*YOUR OBJECTIVE*. Among the lines below, keep only those from the one containing "filename src/features/catalog/models/category.rs" through the one containing "filename src/modules/http/mod.rs", and reproduce them exactly.

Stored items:
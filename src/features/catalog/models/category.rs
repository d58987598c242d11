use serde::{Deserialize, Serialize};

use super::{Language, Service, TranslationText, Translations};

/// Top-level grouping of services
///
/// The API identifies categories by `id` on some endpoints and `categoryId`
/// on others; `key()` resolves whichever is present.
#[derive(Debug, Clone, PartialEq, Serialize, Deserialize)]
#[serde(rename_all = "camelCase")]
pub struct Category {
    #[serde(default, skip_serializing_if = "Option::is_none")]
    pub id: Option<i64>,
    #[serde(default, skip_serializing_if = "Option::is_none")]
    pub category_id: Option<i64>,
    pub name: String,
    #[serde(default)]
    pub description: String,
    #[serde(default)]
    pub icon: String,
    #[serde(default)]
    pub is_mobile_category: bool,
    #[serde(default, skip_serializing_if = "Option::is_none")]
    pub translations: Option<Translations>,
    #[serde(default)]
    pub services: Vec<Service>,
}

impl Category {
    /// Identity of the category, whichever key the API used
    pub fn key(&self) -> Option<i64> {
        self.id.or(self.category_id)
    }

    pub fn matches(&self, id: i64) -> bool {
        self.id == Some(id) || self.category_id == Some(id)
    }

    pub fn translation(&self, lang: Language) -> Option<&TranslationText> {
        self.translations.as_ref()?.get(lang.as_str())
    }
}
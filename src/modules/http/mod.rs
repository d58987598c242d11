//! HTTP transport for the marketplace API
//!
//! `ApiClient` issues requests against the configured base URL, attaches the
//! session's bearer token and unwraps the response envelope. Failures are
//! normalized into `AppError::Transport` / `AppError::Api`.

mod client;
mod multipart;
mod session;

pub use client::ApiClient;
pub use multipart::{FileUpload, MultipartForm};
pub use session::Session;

==

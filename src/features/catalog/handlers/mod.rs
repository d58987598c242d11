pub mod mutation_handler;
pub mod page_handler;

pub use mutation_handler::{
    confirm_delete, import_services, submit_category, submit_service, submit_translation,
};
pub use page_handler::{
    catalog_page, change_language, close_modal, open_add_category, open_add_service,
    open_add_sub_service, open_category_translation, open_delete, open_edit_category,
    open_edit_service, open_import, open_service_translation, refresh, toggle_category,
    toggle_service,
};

*SOLUTION FOR THIS EXERCISE*.
filename src/features/catalog/models/category.rs
repository d58987598c242d11
use serde::{Deserialize, Serialize};

use super::{Language, Service, TranslationText, Translations};

/// Top-level grouping of services
///
/// The API identifies categories by `id` on some endpoints and `categoryId`
/// on others; `key()` resolves whichever is present.
#[derive(Debug, Clone, PartialEq, Serialize, Deserialize)]
#[serde(rename_all = "camelCase")]
pub struct Category {
    #[serde(default, skip_serializing_if = "Option::is_none")]
    pub id: Option<i64>,
    #[serde(default, skip_serializing_if = "Option::is_none")]
    pub category_id: Option<i64>,
    pub name: String,
    #[serde(default)]
    pub description: String,
    #[serde(default)]
    pub icon: String,
    #[serde(default)]
    pub is_mobile_category: bool,
    #[serde(default, skip_serializing_if = "Option::is_none")]
    pub translations: Option<Translations>,
    #[serde(default)]
    pub services: Vec<Service>,
}

impl Category {
    /// Identity of the category, whichever key the API used
    pub fn key(&self) -> Option<i64> {
        self.id.or(self.category_id)
    }

    pub fn matches(&self, id: i64) -> bool {
        self.id == Some(id) || self.category_id == Some(id)
    }

    pub fn translation(&self, lang: Language) -> Option<&TranslationText> {
        self.translations.as_ref()?.get(lang.as_str())
    }
}
filename src/modules/http/mod.rs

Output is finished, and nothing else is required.